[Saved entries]
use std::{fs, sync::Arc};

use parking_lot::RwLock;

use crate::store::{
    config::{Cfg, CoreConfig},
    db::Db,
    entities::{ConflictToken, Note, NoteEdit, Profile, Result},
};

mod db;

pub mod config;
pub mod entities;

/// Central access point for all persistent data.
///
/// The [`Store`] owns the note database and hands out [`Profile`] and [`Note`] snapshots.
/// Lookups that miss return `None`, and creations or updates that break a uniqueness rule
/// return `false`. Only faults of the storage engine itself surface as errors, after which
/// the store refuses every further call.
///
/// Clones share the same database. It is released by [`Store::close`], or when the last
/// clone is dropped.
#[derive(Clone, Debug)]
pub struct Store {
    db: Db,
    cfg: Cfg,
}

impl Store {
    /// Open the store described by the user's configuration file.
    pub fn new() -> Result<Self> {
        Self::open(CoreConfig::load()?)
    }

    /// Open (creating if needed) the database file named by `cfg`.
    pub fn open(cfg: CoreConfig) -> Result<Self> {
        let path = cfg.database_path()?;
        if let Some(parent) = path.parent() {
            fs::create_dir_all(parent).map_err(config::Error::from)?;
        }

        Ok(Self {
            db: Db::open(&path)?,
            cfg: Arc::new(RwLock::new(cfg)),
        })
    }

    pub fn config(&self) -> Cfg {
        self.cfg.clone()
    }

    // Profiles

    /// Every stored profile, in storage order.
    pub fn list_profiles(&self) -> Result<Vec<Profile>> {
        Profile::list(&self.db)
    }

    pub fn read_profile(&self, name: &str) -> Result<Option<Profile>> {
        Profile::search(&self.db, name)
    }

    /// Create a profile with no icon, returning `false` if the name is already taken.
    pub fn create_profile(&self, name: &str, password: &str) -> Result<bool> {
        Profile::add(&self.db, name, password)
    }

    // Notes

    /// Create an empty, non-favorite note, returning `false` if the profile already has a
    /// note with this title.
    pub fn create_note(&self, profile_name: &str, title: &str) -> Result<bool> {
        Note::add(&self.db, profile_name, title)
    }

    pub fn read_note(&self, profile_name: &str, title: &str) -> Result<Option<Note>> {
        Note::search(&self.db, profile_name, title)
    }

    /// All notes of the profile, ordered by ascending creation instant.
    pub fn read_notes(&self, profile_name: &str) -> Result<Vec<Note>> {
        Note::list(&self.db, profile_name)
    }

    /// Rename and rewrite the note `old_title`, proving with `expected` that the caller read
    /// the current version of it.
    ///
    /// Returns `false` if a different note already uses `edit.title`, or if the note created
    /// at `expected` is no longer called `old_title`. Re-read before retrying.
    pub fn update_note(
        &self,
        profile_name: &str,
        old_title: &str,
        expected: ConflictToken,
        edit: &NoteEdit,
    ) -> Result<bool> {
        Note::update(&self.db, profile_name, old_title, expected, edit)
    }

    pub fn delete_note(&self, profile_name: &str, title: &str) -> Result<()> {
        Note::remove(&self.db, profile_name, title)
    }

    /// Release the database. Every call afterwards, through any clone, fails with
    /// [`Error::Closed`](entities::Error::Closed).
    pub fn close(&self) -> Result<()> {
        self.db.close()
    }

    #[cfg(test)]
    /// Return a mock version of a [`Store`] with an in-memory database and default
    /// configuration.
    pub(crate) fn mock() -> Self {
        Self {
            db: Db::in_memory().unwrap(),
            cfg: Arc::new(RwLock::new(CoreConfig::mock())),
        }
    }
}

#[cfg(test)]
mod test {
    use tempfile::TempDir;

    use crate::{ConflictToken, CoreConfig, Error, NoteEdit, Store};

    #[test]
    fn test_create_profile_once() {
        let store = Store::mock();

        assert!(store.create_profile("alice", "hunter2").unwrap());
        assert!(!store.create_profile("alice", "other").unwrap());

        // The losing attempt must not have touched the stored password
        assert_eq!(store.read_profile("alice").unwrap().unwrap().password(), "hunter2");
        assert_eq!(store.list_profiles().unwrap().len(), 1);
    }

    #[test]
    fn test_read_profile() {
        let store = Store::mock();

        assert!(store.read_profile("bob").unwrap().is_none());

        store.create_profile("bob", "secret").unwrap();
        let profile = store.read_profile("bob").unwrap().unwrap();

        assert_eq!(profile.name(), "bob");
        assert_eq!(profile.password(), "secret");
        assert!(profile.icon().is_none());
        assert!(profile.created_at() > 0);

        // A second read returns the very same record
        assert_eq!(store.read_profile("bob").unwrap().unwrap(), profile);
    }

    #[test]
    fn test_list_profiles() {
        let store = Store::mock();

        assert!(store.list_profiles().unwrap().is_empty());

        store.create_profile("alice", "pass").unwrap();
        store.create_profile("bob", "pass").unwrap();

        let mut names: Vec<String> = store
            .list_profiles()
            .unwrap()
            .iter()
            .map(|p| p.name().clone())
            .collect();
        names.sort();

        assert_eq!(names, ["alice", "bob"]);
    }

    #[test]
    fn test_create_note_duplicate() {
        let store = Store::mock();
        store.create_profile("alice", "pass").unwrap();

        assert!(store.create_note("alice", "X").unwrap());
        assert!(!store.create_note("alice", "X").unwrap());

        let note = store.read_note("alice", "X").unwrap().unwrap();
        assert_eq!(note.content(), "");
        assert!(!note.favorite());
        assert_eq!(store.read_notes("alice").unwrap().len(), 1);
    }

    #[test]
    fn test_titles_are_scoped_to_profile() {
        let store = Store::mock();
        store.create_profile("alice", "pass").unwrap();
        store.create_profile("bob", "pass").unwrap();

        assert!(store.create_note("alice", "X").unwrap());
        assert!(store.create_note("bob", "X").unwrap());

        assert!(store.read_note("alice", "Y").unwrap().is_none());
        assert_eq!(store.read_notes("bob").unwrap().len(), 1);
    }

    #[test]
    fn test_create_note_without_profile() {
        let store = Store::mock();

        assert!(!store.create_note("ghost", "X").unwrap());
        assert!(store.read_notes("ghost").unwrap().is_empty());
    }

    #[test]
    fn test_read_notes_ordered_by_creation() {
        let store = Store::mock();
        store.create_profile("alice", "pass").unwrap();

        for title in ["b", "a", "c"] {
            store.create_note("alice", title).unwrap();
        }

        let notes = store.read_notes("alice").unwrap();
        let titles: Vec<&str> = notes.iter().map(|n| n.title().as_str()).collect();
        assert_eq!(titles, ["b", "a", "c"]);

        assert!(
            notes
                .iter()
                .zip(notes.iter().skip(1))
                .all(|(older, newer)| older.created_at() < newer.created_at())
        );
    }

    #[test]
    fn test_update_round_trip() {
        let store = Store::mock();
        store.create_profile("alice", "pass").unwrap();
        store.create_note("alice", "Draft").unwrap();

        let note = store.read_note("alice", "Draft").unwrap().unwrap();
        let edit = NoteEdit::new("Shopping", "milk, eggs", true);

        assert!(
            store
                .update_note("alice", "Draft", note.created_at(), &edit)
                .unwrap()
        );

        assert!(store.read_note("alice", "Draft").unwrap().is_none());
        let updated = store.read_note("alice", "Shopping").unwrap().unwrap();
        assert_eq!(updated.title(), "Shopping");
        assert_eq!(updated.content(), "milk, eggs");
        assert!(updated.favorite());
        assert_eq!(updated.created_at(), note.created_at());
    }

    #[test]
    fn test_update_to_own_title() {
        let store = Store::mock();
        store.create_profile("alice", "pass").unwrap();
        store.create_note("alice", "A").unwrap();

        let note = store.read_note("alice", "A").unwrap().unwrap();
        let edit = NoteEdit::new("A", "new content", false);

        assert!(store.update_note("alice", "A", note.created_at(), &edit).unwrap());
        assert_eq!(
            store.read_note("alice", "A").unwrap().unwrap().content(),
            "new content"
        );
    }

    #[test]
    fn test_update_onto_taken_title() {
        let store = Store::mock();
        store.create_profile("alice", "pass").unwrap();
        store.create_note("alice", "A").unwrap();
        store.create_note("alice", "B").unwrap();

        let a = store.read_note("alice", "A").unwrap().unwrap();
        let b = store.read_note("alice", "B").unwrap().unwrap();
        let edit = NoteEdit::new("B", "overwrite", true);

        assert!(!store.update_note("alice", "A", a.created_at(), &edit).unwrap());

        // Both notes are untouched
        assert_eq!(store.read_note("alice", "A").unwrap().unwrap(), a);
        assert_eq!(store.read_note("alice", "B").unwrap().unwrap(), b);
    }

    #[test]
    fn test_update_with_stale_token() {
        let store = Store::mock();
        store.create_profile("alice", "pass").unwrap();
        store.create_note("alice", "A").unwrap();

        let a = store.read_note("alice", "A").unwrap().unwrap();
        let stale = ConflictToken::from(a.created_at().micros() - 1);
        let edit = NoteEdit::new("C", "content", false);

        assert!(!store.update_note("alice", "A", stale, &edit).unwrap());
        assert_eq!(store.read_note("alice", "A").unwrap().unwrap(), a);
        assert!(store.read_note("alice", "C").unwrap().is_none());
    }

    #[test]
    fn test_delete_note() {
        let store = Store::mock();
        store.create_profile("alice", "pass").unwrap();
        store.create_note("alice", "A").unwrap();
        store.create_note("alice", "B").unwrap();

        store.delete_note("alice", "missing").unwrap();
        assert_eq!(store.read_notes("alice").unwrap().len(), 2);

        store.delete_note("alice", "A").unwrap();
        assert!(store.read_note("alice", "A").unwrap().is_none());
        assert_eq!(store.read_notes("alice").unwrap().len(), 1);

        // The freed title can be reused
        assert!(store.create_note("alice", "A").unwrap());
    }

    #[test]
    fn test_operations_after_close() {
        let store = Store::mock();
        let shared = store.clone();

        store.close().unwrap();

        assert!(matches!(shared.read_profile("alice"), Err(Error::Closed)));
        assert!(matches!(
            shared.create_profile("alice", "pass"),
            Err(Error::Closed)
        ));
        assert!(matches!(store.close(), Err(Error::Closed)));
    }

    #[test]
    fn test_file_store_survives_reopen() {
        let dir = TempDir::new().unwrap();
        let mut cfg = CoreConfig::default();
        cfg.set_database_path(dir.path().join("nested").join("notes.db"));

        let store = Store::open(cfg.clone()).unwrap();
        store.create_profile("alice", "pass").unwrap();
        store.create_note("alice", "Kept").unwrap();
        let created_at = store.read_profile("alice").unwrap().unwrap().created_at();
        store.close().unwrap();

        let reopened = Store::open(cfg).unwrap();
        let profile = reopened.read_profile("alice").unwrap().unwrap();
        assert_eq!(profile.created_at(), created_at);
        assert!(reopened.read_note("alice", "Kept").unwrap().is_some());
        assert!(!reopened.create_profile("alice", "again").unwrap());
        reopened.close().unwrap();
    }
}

▸ **INSTRUCTIONS TO FOLLOW**: Above are the entries. Output exactly the lines beginning with the line that has "clone is dropped." and ending with the line that has "in storage order.".

▸ **YOUR SOLUTION**:
/// clone is dropped.
#[derive(Clone, Debug)]
pub struct Store {
    db: Db,
    cfg: Cfg,
}

impl Store {
    /// Open the store described by the user's configuration file.
    pub fn new() -> Result<Self> {
        Self::open(CoreConfig::load()?)
    }

    /// Open (creating if needed) the database file named by `cfg`.
    pub fn open(cfg: CoreConfig) -> Result<Self> {
        let path = cfg.database_path()?;
        if let Some(parent) = path.parent() {
            fs::create_dir_all(parent).map_err(config::Error::from)?;
        }

        Ok(Self {
            db: Db::open(&path)?,
            cfg: Arc::new(RwLock::new(cfg)),
        })
    }

    pub fn config(&self) -> Cfg {
        self.cfg.clone()
    }

    // Profiles

    /// Every stored profile, in storage order.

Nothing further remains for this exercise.